Morphological and structural characterization of CsSUT1-RNAi male flowers. A, Schematic illustration of the CsSUT1-RNAi expression vector used in this study. B, RT-qPCR analysis of CsSUT1 transcripts present in stage 12 male flowers of wild-type (WT) and CsSUT1-RNAi lines. Error bars = ± sem (n = 3). Two lines were selected for further research (red arrows). C, Morphological features of male flowers at different developmental stages in wild type and CsSUT1-RNAi lines. D, Anther development in wild type and CsSUT1-RNAi male flowers. E, Transverse sections illustrating anther and pollen development in wild type and CsSUT1-RNAi lines. F, Transmission electron micrographs of developing pollen from wild type and CsSUT1-RNAi 14-1 plants. G, Phenotype of male flowers at anthesis stage (a–c), and triphenyltetrazolium chloride stained pollen grains (d–f, white arrows), with percentage viability (%) of wild type and CsSUT1-RNAi lines. Red arrow in (a) indicates abundant pollen.
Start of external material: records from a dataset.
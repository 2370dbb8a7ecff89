use std::fmt;
use std::str::FromStr;

use serde::{Deserialize, Serialize};

/// 由 sing-box 承载的入站协议
///
/// 变体顺序即声明顺序：端口分配与配置生成都按此顺序进行。
#[derive(Debug, Clone, Copy, PartialEq, Eq, Hash, PartialOrd, Ord, Serialize, Deserialize)]
#[serde(rename_all = "kebab-case")]
pub enum Protocol {
    VlessReality,
    Tuic,
    Hysteria2,
    XhttpReality,
    AnytlsReality,
}

/// 协议使用的传输层
#[derive(Debug, Clone, Copy, PartialEq, Eq)]
pub enum Transport {
    Tcp,
    Udp,
}

impl Protocol {
    pub const ALL: [Protocol; 5] = [
        Protocol::VlessReality,
        Protocol::Tuic,
        Protocol::Hysteria2,
        Protocol::XhttpReality,
        Protocol::AnytlsReality,
    ];

    pub fn as_str(self) -> &'static str {
        match self {
            Protocol::VlessReality => "vless-reality",
            Protocol::Tuic => "tuic",
            Protocol::Hysteria2 => "hysteria2",
            Protocol::XhttpReality => "xhttp-reality",
            Protocol::AnytlsReality => "anytls-reality",
        }
    }

    /// sing-box 入站 tag
    pub fn tag(self) -> &'static str {
        match self {
            Protocol::VlessReality => "vless-reality-in",
            Protocol::Tuic => "tuic-in",
            Protocol::Hysteria2 => "hy2-in",
            Protocol::XhttpReality => "xhttp-reality-in",
            Protocol::AnytlsReality => "anytls-reality-in",
        }
    }

    /// 是否需要 Reality 密钥 (handshake + private_key + short_id)
    pub fn uses_reality(self) -> bool {
        matches!(
            self,
            Protocol::VlessReality | Protocol::XhttpReality | Protocol::AnytlsReality
        )
    }

    pub fn transport(self) -> Transport {
        match self {
            Protocol::Tuic | Protocol::Hysteria2 => Transport::Udp,
            _ => Transport::Tcp,
        }
    }

    /// 覆盖端口的环境变量名
    pub fn port_env_var(self) -> &'static str {
        match self {
            Protocol::VlessReality => "REALITY_PORT",
            Protocol::Tuic => "TUIC_PORT",
            Protocol::Hysteria2 => "HY2_PORT",
            Protocol::XhttpReality => "XHTTP_PORT",
            Protocol::AnytlsReality => "ANYTLS_PORT",
        }
    }
}

impl fmt::Display for Protocol {
    fn fmt(&self, f: &mut fmt::Formatter<'_>) -> fmt::Result {
        f.write_str(self.as_str())
    }
}

impl FromStr for Protocol {
    type Err = String;

    fn from_str(s: &str) -> Result<Self, Self::Err> {
        let normalized = s.trim().to_ascii_lowercase().replace('_', "-");
        match normalized.as_str() {
            "vless-reality" | "reality" | "vless" => Ok(Protocol::VlessReality),
            "tuic" => Ok(Protocol::Tuic),
            "hysteria2" | "hy2" => Ok(Protocol::Hysteria2),
            "xhttp-reality" | "xhttp" => Ok(Protocol::XhttpReality),
            "anytls-reality" | "anytls" => Ok(Protocol::AnytlsReality),
            _ => Err(format!("未知协议: {}", s)),
        }
    }
}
H, Scanning electron micrographs of anthers (a–c) and pollen grains (d–f) from stage 12 male flowers of wild type and CsSUT1-RNAi lines. Abbreviations: M, microspore; MP, mature pollen; Po, pollen; T, tapetum. Scale bars = 1 cm in (C), 200 μm in (D) and (G), and 50 μm in (E) and (H).

Figure 4.

Carbohydrate levels analysis in male flowers from wild-type (WT) and CsSUT1-RNAi lines. Data presented are means ± sem (n = 3) with units of µg/g fresh weight (FW). An ANOVA was undertaken using Tukey Honestly Significant Difference test, n = 3; the letters above the bars indicate significant differences (P < 0.05). Inset: Starch levels in male flowers and pollen of wild-type and CsSUT1-RNAi lines, detected by I₂-KI staining. Abbreviations: Sta, stachyose; Raf, raffinose; TSS, total soluble sugar. Scale bars = 1 mm in inset figure.

Figure 5.

Identification of genes related to carbohydrate metabolism in the cucumber male flower. A, Volcano plot of down-regulated (Down) and up-regulated (Up) DEGs developed based on RNA-Seq data from CsSUT1-RNAi lines versus wild-type (WT) lines. B, Functional categories of DEGs in RNA-Seq data identified by Kyoto Encyclopedia of Genes and Genomes (KEGG) analysis; the top ten categories are shown. ‘Frequency’ stands for the percentage of genes in a certain category to the total DEGs. C, The DEGs involved in carbohydrate metabolism, transport, and signaling. D, Expression of several genes related to carbohydrate metabolism in (C), verified by RT-qPCR. α-Tubulin (AJ715498) was used as the normalization control. Error bars = ± sem (n = 3). Student’s t test, *P < 0.05; **P < 0.01; ***P < 0.001. Abbreviations: FC, fold change; SWEET, sugar will eventually be exported transporter; PFK, phosphofructokinase; UGP, UTP-Glc-1-phosphate uridylyltransferase; HXK1, hexokinase 1; FK2, fructokinase 2; SnRK1, SNF1-related protein kinase; FBP, Fru-1,6-bisphosphatase; TPS, alpha-trehalose-phosphate synthase; PG, polygalacturonase; PEL, pectate lyase; PE/PEI, pectinesterase/pectinesterase inhibitor; FPKM, fragments per kilobase of transcript per million fragments mapped; Min, minimum; Max, maximum.

Figure 6.

Identification of auxin signaling and MYB transcription factor genes whose expression patterns were changed in flowers of CsSUT1-RNAi compared to wild-type (WT) plants. A, Heat map of DEGs involved in auxin metabolic pathways, including auxin biosynthesis, transport, and response. B, Heat map showing normalized FRKM values of MYB transcription factors; five genes that changed significantly are highlighted in red. C, Phylogenetic analysis of MYB transcription factors. The five cucumber proteins highlighted in red font shared high sequence similarity with Arabidopsis AtMYB21, 24, 57, 108 (green font), and cotton GhMYB24 (purple font). The genes presented in (A) and (B) were selected with an FPKM value ≥ 10 before down-regulation or after up-regulation. Abbreviations: FC, fold change; PIN3, PIN-formed 3; PIF5, phytochrome-interacting factor 5; AUX1, auxin transporter-like protein; FPKM, fragments per kilobase of transcript per million fragments mapped.